By William Fellows

Microsoft Corp, Hewlett-Packard Co and the other Java forces which have locked horns with Sun Microsystems Inc’s over Java duly turned their ad hoc arrangement in the Real-Time Java Working Group into a legal entity called the J Consortium. By the summer they aim to have a polished API specification for real- time Java which they will offer up for standardization through a standards body which has not yet been chosen. The spec will be a parallel effort to the current RTJWG ‘stawman’ conceptual specification which has submitted to the National Committee for Information Technology Standardization’s (NCITS) R1 committee. NCITS has already voted against adopting a previous version of the specification.
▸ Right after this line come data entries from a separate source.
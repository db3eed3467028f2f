use bytes::Bytes;
use russh::server::{Auth, Handle, Msg, Session};
use russh::{Channel, ChannelId, ChannelOpenFailure, Pty, Sig};
use tokio::sync::{mpsc, oneshot};
use tracing::debug;

use crate::common::ChannelEvent;
use crate::secret::Secret;

/// Permission extensions stashed on the connection by authentication —
/// out of scope to implement here, but the relay engine still needs a
/// concrete place to read a cached password from (§4.4, scenario 5).
#[derive(Debug, Clone, Default)]
pub struct ConnectionPermissions {
    pub cached_password: Option<Secret<String>>,
}

/// Everything the session coordinator needs to start running once the
/// first `session` channel is accepted: the channel itself, a handle back
/// into the protocol driver for writes, and the principal/permissions
/// captured by authentication before the channel was opened.
pub struct ReadyHandoff {
    pub channel: Channel<Msg>,
    pub handle: Handle,
    pub user: String,
    pub permissions: ConnectionPermissions,
}

/// Translates `russh::server::Handler` callbacks into `ChannelEvent`s on an
/// unbounded channel, so the protocol-facing task driven by `russh` never
/// blocks on session logic (selection prompts, back-end dials, audit
/// writes). One `ServerHandler` exists per inbound SSH connection.
pub struct ServerHandler {
    pub user: Option<String>,
    pub peer_addr: Option<std::net::SocketAddr>,
    pub permissions: ConnectionPermissions,
    pub events_tx: mpsc::UnboundedSender<ChannelEvent>,
    ready_tx: Option<oneshot::Sender<ReadyHandoff>>,
    session_channel_accepted: bool,
}

impl ServerHandler {
    pub fn new(
        events_tx: mpsc::UnboundedSender<ChannelEvent>,
        ready_tx: oneshot::Sender<ReadyHandoff>,
    ) -> Self {
        Self {
            user: None,
            peer_addr: None,
            permissions: ConnectionPermissions::default(),
            events_tx,
            ready_tx: Some(ready_tx),
            session_channel_accepted: false,
        }
    }
}

impl russh::server::Handler for ServerHandler {
    type Error = anyhow::Error;

    async fn auth_password(&mut self, user: &str, password: &str) -> Result<Auth, Self::Error> {
        // Authentication is an out-of-scope external collaborator; any
        // credentials are accepted here so the relay engine below this
        // point can be exercised. A real deployment wires in its own
        // authentication layer ahead of this handler.
        self.user = Some(user.to_owned());
        self.permissions.cached_password = Some(Secret::new(password.to_owned()));
        Ok(Auth::Accept)
    }

    async fn auth_publickey(
        &mut self,
        user: &str,
        _public_key: &russh::keys::PublicKey,
    ) -> Result<Auth, Self::Error> {
        self.user = Some(user.to_owned());
        Ok(Auth::Accept)
    }

    async fn channel_open_session(
        &mut self,
        channel: Channel<Msg>,
        session: &mut Session,
    ) -> Result<bool, Self::Error> {
        if self.session_channel_accepted {
            debug!(channel = %channel.id(), "rejecting additional channel: remote server denied channel request");
            session.channel_open_failure(
                channel.id(),
                ChannelOpenFailure::AdministrativelyProhibited,
                "remote server denied channel request",
                "en-US",
            )?;
            return Ok(false);
        }
        self.session_channel_accepted = true;

        if let Some(ready_tx) = self.ready_tx.take() {
            let handoff = ReadyHandoff {
                channel,
                handle: session.handle(),
                user: self.user.clone().unwrap_or_default(),
                permissions: self.permissions.clone(),
            };
            if ready_tx.send(handoff).is_err() {
                debug!("session coordinator task went away before channel was ready");
                return Ok(false);
            }
        }
        Ok(true)
    }

    async fn agent_request(
        &mut self,
        channel: ChannelId,
        _session: &mut Session,
    ) -> Result<bool, Self::Error> {
        let _ = self.events_tx.send(ChannelEvent::AgentForward { channel });
        // The request is answered locally by the session coordinator once
        // it drains this event; russh waits for our return value only to
        // decide whether to emit a failure reply on our behalf when this
        // method errors.
        Ok(true)
    }

    /// Replies success immediately — PuTTY and other clients won't send
    /// further input until pty-req is acknowledged — then forwards the
    /// request onward so the back-end session actually gets a PTY.
    async fn pty_request(
        &mut self,
        channel: ChannelId,
        term: &str,
        col_width: u32,
        row_height: u32,
        pix_width: u32,
        pix_height: u32,
        modes: &[(Pty, u32)],
        session: &mut Session,
    ) -> Result<(), Self::Error> {
        session.channel_success(channel)?;
        let _ = self.events_tx.send(ChannelEvent::PtyRequest {
            channel,
            term: term.to_owned(),
            col_width,
            row_height,
            pix_width,
            pix_height,
            modes: modes.to_vec(),
        });
        Ok(())
    }

    async fn shell_request(&mut self, channel: ChannelId, session: &mut Session) -> Result<(), Self::Error> {
        session.channel_success(channel)?;
        let _ = self.events_tx.send(ChannelEvent::Shell { channel });
        Ok(())
    }

    async fn env_request(
        &mut self,
        channel: ChannelId,
        name: &str,
        value: &str,
        _session: &mut Session,
    ) -> Result<(), Self::Error> {
        let _ = self.events_tx.send(ChannelEvent::Env {
            channel,
            name: name.to_owned(),
            value: value.to_owned(),
        });
        Ok(())
    }

    async fn window_change_request(
        &mut self,
        channel: ChannelId,
        col_width: u32,
        row_height: u32,
        pix_width: u32,
        pix_height: u32,
        _session: &mut Session,
    ) -> Result<(), Self::Error> {
        let _ = self.events_tx.send(ChannelEvent::WindowChange {
            channel,
            col_width,
            row_height,
            pix_width,
            pix_height,
        });
        Ok(())
    }

    /// Unlike pty-req/shell, exec's reply must reflect what the back-end
    /// actually says, so this blocks on the relay resolving `reply` before
    /// answering the client — mirrors `session.channel_success`/`_failure`
    /// use elsewhere in this codebase family for requests with a real
    /// outcome to report.
    async fn exec_request(
        &mut self,
        channel: ChannelId,
        data: &[u8],
        session: &mut Session,
    ) -> Result<(), Self::Error> {
        let command = String::from_utf8_lossy(data).into_owned();
        let (reply, rx) = oneshot::channel();
        let _ = self.events_tx.send(ChannelEvent::Exec { channel, command, reply });
        if rx.await.unwrap_or(false) {
            session.channel_success(channel)?;
        } else {
            session.channel_failure(channel)?;
        }
        Ok(())
    }

    async fn subsystem_request(
        &mut self,
        channel: ChannelId,
        name: &str,
        session: &mut Session,
    ) -> Result<(), Self::Error> {
        let (reply, rx) = oneshot::channel();
        let _ = self.events_tx.send(ChannelEvent::Subsystem {
            channel,
            name: name.to_owned(),
            reply,
        });
        if rx.await.unwrap_or(false) {
            session.channel_success(channel)?;
        } else {
            session.channel_failure(channel)?;
        }
        Ok(())
    }

    async fn signal(&mut self, channel: ChannelId, signal: Sig, _session: &mut Session) -> Result<(), Self::Error> {
        let _ = self.events_tx.send(ChannelEvent::Signal { channel, signal });
        Ok(())
    }

    async fn data(&mut self, channel: ChannelId, data: &[u8], _session: &mut Session) -> Result<(), Self::Error> {
        let _ = self.events_tx.send(ChannelEvent::Data {
            channel,
            data: Bytes::from(data.to_vec()),
        });
        Ok(())
    }

    async fn channel_eof(&mut self, channel: ChannelId, _session: &mut Session) -> Result<(), Self::Error> {
        let _ = self.events_tx.send(ChannelEvent::Eof { channel });
        Ok(())
    }

    async fn channel_close(&mut self, channel: ChannelId, _session: &mut Session) -> Result<(), Self::Error> {
        let _ = self.events_tx.send(ChannelEvent::Close { channel });
        Ok(())
    }
}
use std::collections::VecDeque;

use russh::client::{Handle as ClientHandle, Msg as ClientMsg};
use russh::server::Handle as ServerHandle;
use russh::{Channel, ChannelId, ChannelMsg, CryptoVec};
use tokio::sync::{mpsc, oneshot};
use tracing::{debug, warn};

use crate::common::ChannelEvent;
use crate::dialer::ClientVerifier;
use crate::recorder::SessionRecorder;

/// Runs the duplex splice between the inbound session channel and the
/// outbound back-end channel. Implements the single-task readiness
/// multiplex over three sources endorsed by the design notes: the inbound
/// event stream (data + requests from the user side), and the outbound
/// channel's own event stream (which already interleaves its data and
/// non-data messages). There is exactly one task owning both channel
/// handles, so the shutdown guard is implicit in control flow: the loop
/// breaks exactly once and both sides are closed immediately after.
///
/// `queued` holds channel events the coordinator buffered during
/// negotiation (pty-req, shell, env, and anything else that arrived
/// before the back-end existed); these are replayed onto the outbound
/// channel before live forwarding begins, so a normal client's pty-req +
/// shell actually reach the back-end instead of being dropped.
pub async fn relay(
    server_handle: ServerHandle,
    inbound_channel_id: ChannelId,
    queued: Vec<ChannelEvent>,
    mut inbound_events: mpsc::UnboundedReceiver<ChannelEvent>,
    client_handle: ClientHandle<ClientVerifier>,
    mut outbound_channel: Channel<ClientMsg>,
    recorder: &SessionRecorder,
) {
    let mut pending_replies: VecDeque<oneshot::Sender<bool>> = VecDeque::new();

    for event in queued {
        if !forward_inbound(&mut outbound_channel, event, recorder, &mut pending_replies).await {
            let _ = client_handle.disconnect(russh::Disconnect::ByApplication, "", "").await;
            let _ = server_handle.close(inbound_channel_id).await;
            return;
        }
    }

    loop {
        tokio::select! {
            event = inbound_events.recv() => {
                let Some(event) = event else {
                    debug!("inbound event stream closed, shutting down relay");
                    break;
                };
                if !forward_inbound(&mut outbound_channel, event, recorder, &mut pending_replies).await {
                    break;
                }
            }
            msg = outbound_channel.wait() => {
                let Some(msg) = msg else {
                    debug!("outbound channel closed, shutting down relay");
                    break;
                };
                if !forward_outbound(&server_handle, inbound_channel_id, msg, recorder, &mut pending_replies).await {
                    break;
                }
            }
        }
    }

    let _ = client_handle.disconnect(russh::Disconnect::ByApplication, "", "").await;
    let _ = server_handle.close(inbound_channel_id).await;
}

/// Returns `false` to signal shutdown.
async fn forward_inbound(
    outbound: &mut Channel<ClientMsg>,
    event: ChannelEvent,
    recorder: &SessionRecorder,
    pending_replies: &mut VecDeque<oneshot::Sender<bool>>,
) -> bool {
    let channel = event.channel();
    match event {
        ChannelEvent::Data { data, .. } => {
            recorder.record_data(&data);
            outbound.data(&data[..]).await.is_ok()
        }
        ChannelEvent::PtyRequest {
            term,
            col_width,
            row_height,
            pix_width,
            pix_height,
            modes,
            ..
        } => {
            recorder.record_request("pty-req", false, term.len());
            outbound
                .request_pty(false, &term, col_width, row_height, pix_width, pix_height, &modes)
                .await
                .is_ok()
        }
        ChannelEvent::Shell { .. } => {
            recorder.record_request("shell", false, 0);
            outbound.request_shell(false).await.is_ok()
        }
        ChannelEvent::WindowChange {
            col_width,
            row_height,
            pix_width,
            pix_height,
            ..
        } => outbound
            .window_change(col_width, row_height, pix_width, pix_height)
            .await
            .is_ok(),
        ChannelEvent::Exec { command, reply, .. } => {
            recorder.record_request("exec", true, command.len());
            if outbound.exec(true, command).await.is_ok() {
                pending_replies.push_back(reply);
                true
            } else {
                let _ = reply.send(false);
                false
            }
        }
        ChannelEvent::Subsystem { name, reply, .. } => {
            recorder.record_request("subsystem", true, name.len());
            if outbound.request_subsystem(true, &name).await.is_ok() {
                pending_replies.push_back(reply);
                true
            } else {
                let _ = reply.send(false);
                false
            }
        }
        ChannelEvent::Signal { signal, .. } => outbound.signal(signal).await.is_ok(),
        ChannelEvent::Eof { .. } => outbound.eof().await.is_ok(),
        ChannelEvent::Close { .. } => false,
        ChannelEvent::Env { name, value, .. } => {
            recorder.record_request("env", false, name.len() + value.len());
            outbound.set_env(false, name, value).await.is_ok()
        }
        ChannelEvent::AgentForward { .. } => {
            debug!(%channel, "agent-forward request has no outbound equivalent, not relayed");
            true
        }
    }
}

/// Returns `false` to signal shutdown.
async fn forward_outbound(
    server_handle: &ServerHandle,
    inbound_channel: ChannelId,
    msg: ChannelMsg,
    recorder: &SessionRecorder,
    pending_replies: &mut VecDeque<oneshot::Sender<bool>>,
) -> bool {
    match msg {
        ChannelMsg::Data { data } => {
            let bytes: &[u8] = &data;
            recorder.record_data(bytes);
            server_handle
                .data(inbound_channel, CryptoVec::from(bytes.to_vec()))
                .await
                .is_ok()
        }
        ChannelMsg::ExtendedData { data, ext } => {
            let bytes: &[u8] = &data;
            server_handle
                .extended_data(inbound_channel, ext, CryptoVec::from(bytes.to_vec()))
                .await
                .is_ok()
        }
        ChannelMsg::Eof => server_handle.eof(inbound_channel).await.is_ok(),
        ChannelMsg::Close => false,
        ChannelMsg::ExitStatus { exit_status } => {
            server_handle.exit_status_request(inbound_channel, exit_status).await.is_ok()
        }
        ChannelMsg::Success => {
            match pending_replies.pop_front() {
                Some(reply) => {
                    let _ = reply.send(true);
                }
                None => warn!("received unmatched channel-request success from back-end"),
            }
            true
        }
        ChannelMsg::Failure => {
            match pending_replies.pop_front() {
                Some(reply) => {
                    let _ = reply.send(false);
                }
                None => warn!("received unmatched channel-request failure from back-end"),
            }
            true
        }
        ChannelMsg::WindowAdjusted { .. } => true,
        other => {
            debug!(?other, "unhandled outbound channel message");
            true
        }
    }
}
// Copyright 2025 Jayashankar
// SPDX-License-Identifier: Apache-2.0

//! Diffie-Hellman parameter provisioning from the RFC 7919 groups.
//!
//! The active `dhparam.pem` is classified by comparing its SHA-256 fingerprint
//! against every bundled group, not only the requested one. A match means the
//! file was written by us (possibly at another size) and may be replaced; no
//! match means an operator supplied it and it is never overwritten.

use crate::error::{Error, Result};
use crate::fs::{atomic_write, TMP_SUFFIX};
use crate::ownership::{apply_or_warn, OwnershipPolicy};
use crate::reload::{reload_or_warn, ProxyReloader};
use sha2::{Digest, Sha256};
use std::borrow::Cow;
use std::collections::BTreeMap;
use std::fmt;
use std::path::{Path, PathBuf};
use std::str::FromStr;
use tracing::{debug, info, warn};

/// Supported RFC 7919 group sizes.
#[derive(Debug, Clone, Copy, PartialEq, Eq, PartialOrd, Ord, Hash)]
pub enum DhBits {
    Ffdhe2048,
    Ffdhe3072,
    Ffdhe4096,
}

impl DhBits {
    pub const ALL: [DhBits; 3] = [DhBits::Ffdhe2048, DhBits::Ffdhe3072, DhBits::Ffdhe4096];

    pub fn bits(self) -> u32 {
        match self {
            DhBits::Ffdhe2048 => 2048,
            DhBits::Ffdhe3072 => 3072,
            DhBits::Ffdhe4096 => 4096,
        }
    }

    /// File name of the group in the reference directory.
    pub fn file_name(self) -> String {
        format!("ffdhe{}.pem", self.bits())
    }
}

impl TryFrom<u32> for DhBits {
    type Error = Error;

    fn try_from(bits: u32) -> Result<Self> {
        match bits {
            2048 => Ok(DhBits::Ffdhe2048),
            3072 => Ok(DhBits::Ffdhe3072),
            4096 => Ok(DhBits::Ffdhe4096),
            other => Err(Error::UnsupportedDhBits(other.to_string())),
        }
    }
}

impl FromStr for DhBits {
    type Err = Error;

    fn from_str(value: &str) -> Result<Self> {
        value
            .trim()
            .parse::<u32>()
            .map_err(|_| Error::UnsupportedDhBits(value.to_string()))
            .and_then(DhBits::try_from)
    }
}

impl fmt::Display for DhBits {
    fn fmt(&self, f: &mut fmt::Formatter<'_>) -> fmt::Result {
        write!(f, "{}", self.bits())
    }
}

/// SHA-256 digest of a file's content.
#[derive(Clone, Copy, PartialEq, Eq, Hash)]
pub struct Fingerprint([u8; 32]);

impl Fingerprint {
    pub fn of(content: &[u8]) -> Self {
        Self(Sha256::digest(content).into())
    }
}

impl fmt::Display for Fingerprint {
    fn fmt(&self, f: &mut fmt::Formatter<'_>) -> fmt::Result {
        for byte in &self.0 {
            write!(f, "{:02x}", byte)?;
        }
        Ok(())
    }
}

impl fmt::Debug for Fingerprint {
    fn fmt(&self, f: &mut fmt::Formatter<'_>) -> fmt::Result {
        write!(f, "Fingerprint({})", self)
    }
}

/// One bundled parameter set.
#[derive(Debug, Clone)]
pub struct ReferenceParams {
    pub bits: DhBits,
    pub content: Cow<'static, [u8]>,
    pub fingerprint: Fingerprint,
}

impl ReferenceParams {
    pub fn new(bits: DhBits, content: impl Into<Cow<'static, [u8]>>) -> Self {
        let content = content.into();
        let fingerprint = Fingerprint::of(&content);
        Self {
            bits,
            content,
            fingerprint,
        }
    }
}

/// Immutable catalog of reference parameter sets, fingerprinted at load.
#[derive(Debug, Clone)]
pub struct ReferenceCatalog {
    entries: BTreeMap<DhBits, ReferenceParams>,
}

impl ReferenceCatalog {
    /// The RFC 7919 groups embedded in the binary.
    pub fn bundled() -> Self {
        Self::from_entries([
            (
                DhBits::Ffdhe2048,
                Cow::Borrowed(&include_bytes!("../dhparam/ffdhe2048.pem")[..]),
            ),
            (
                DhBits::Ffdhe3072,
                Cow::Borrowed(&include_bytes!("../dhparam/ffdhe3072.pem")[..]),
            ),
            (
                DhBits::Ffdhe4096,
                Cow::Borrowed(&include_bytes!("../dhparam/ffdhe4096.pem")[..]),
            ),
        ])
    }

    /// Load `ffdhe{2048,3072,4096}.pem` from a directory. All three must exist.
    pub fn load_dir(dir: &Path) -> Result<Self> {
        let mut entries = Vec::with_capacity(DhBits::ALL.len());
        for bits in DhBits::ALL {
            let path = dir.join(bits.file_name());
            let content = std::fs::read(&path).map_err(|e| Error::ReadFile {
                path: path.clone(),
                source: e,
            })?;
            entries.push((bits, Cow::Owned(content)));
        }
        Ok(Self::from_entries(entries))
    }

    pub fn from_entries<I>(entries: I) -> Self
    where
        I: IntoIterator<Item = (DhBits, Cow<'static, [u8]>)>,
    {
        let entries = entries
            .into_iter()
            .map(|(bits, content)| (bits, ReferenceParams::new(bits, content)))
            .collect();
        Self { entries }
    }

    pub fn get(&self, bits: DhBits) -> Option<&ReferenceParams> {
        self.entries.get(&bits)
    }

    pub fn iter(&self) -> impl Iterator<Item = &ReferenceParams> {
        self.entries.values()
    }

    /// Size of the reference entry whose fingerprint equals `fingerprint`.
    ///
    /// Checks every entry, so a file written for another size is still
    /// recognised as ours.
    pub fn classify(&self, fingerprint: &Fingerprint) -> Option<DhBits> {
        self.iter()
            .find(|entry| entry.fingerprint == *fingerprint)
            .map(|entry| entry.bits)
    }
}

/// Who produced the active parameters file.
#[derive(Debug, Clone, Copy, PartialEq, Eq)]
pub enum Provenance {
    Absent,
    ToolGenerated(DhBits),
    UserProvided,
}

/// What `ensure_dhparam` did.
#[derive(Debug, Clone, Copy, PartialEq, Eq)]
pub enum DhParamOutcome {
    /// Skip flag set; nothing was read or written
    Skipped,
    /// Active file already holds the requested group
    AlreadyCurrent(DhBits),
    /// Active file is not one of ours and was left alone
    UserProvided,
    /// No active file existed; the requested group was written
    Installed(DhBits),
    /// One of our files at another size was replaced
    Replaced { previous: DhBits, current: DhBits },
}

impl DhParamOutcome {
    pub fn wrote_file(&self) -> bool {
        matches!(
            self,
            DhParamOutcome::Installed(_) | DhParamOutcome::Replaced { .. }
        )
    }
}

pub struct DhParamProvisioner<'a> {
    catalog: &'a ReferenceCatalog,
    target: PathBuf,
    ownership: &'a dyn OwnershipPolicy,
    reloader: &'a dyn ProxyReloader,
}

impl<'a> DhParamProvisioner<'a> {
    pub fn new(
        catalog: &'a ReferenceCatalog,
        target: impl Into<PathBuf>,
        ownership: &'a dyn OwnershipPolicy,
        reloader: &'a dyn ProxyReloader,
    ) -> Self {
        Self {
            catalog,
            target: target.into(),
            ownership,
            reloader,
        }
    }

    /// Classify the active file at the target path.
    ///
    /// A target that exists but can't be read is treated as user-provided.
    pub fn provenance(&self) -> Provenance {
        match std::fs::read(&self.target) {
            Ok(content) => match self.catalog.classify(&Fingerprint::of(&content)) {
                Some(bits) => Provenance::ToolGenerated(bits),
                None => Provenance::UserProvided,
            },
            Err(e) if e.kind() == std::io::ErrorKind::NotFound => Provenance::Absent,
            Err(e) => {
                warn!(path = %self.target.display(), error = %e, "Can't read the active Diffie-Hellman group, leaving it alone");
                Provenance::UserProvided
            }
        }
    }

    /// Make the active parameters file hold the `requested_bits` group unless
    /// skipped or user-provided.
    ///
    /// Fails only on an unsupported size (or when the replacement can't be written).
    pub fn ensure_dhparam(&self, requested_bits: &str, skip: bool) -> Result<DhParamOutcome> {
        if skip {
            info!("Skipping Diffie-Hellman group setup");
            return Ok(DhParamOutcome::Skipped);
        }

        let requested = DhBits::from_str(requested_bits)?;
        let reference = self
            .catalog
            .get(requested)
            .ok_or(Error::MissingReference(requested.bits()))?;
        debug!(
            bits = %requested,
            fingerprint = %reference.fingerprint,
            "Expected Diffie-Hellman group"
        );

        let previous = match self.provenance() {
            Provenance::Absent => None,
            Provenance::ToolGenerated(bits) if bits == requested => {
                debug!(path = %self.target.display(), bits = %bits, "Diffie-Hellman group already in place");
                apply_or_warn(self.ownership, &self.target);
                return Ok(DhParamOutcome::AlreadyCurrent(bits));
            }
            Provenance::ToolGenerated(bits) => {
                info!(
                    path = %self.target.display(),
                    from = %bits,
                    to = %requested,
                    "Replacing Diffie-Hellman group of a different size"
                );
                Some(bits)
            }
            Provenance::UserProvided => {
                apply_or_warn(self.ownership, &self.target);
                info!(
                    path = %self.target.display(),
                    "A custom dhparam.pem file is present, skipping Diffie-Hellman group setup"
                );
                return Ok(DhParamOutcome::UserProvided);
            }
        };

        atomic_write(&self.target, TMP_SUFFIX, &reference.content)?;
        info!(
            path = %self.target.display(),
            bits = %requested,
            "The RFC7919 Diffie-Hellman group has been written"
        );
        apply_or_warn(self.ownership, &self.target);
        reload_or_warn(self.reloader);

        Ok(match previous {
            None => DhParamOutcome::Installed(requested),
            Some(previous) => DhParamOutcome::Replaced {
                previous,
                current: requested,
            },
        })
    }
}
The tactical agenda of the J Consortium is the same as RTJWG except the members can now strike legally binding marketing and IP sharing and work cooperatively on PR and, they hope, branding. Other members of J Consortium include Aonix, NewMonics, Omron, Perennial and Plum Hall. Coactive Networks, Ericsson, FTL Systems, Navai Maritime AS (a division of Autronica), Octera Corp; TeleMedia Devices, Transvirtual Technologies, the US Diamond Exchange and Yokogawa Electric are said to have expressed their interest in joining. HP’s Wendy Fong is the J Consortium chairperson; Aonix’s Dave Wood gets the marketing brief. The Consortium is seeking to establish an open, portable Java extensions for the real-time and embedded systems communities. It claims Sun’s Java development process, the so- called Java Community Process, does not properly serve the real- time community.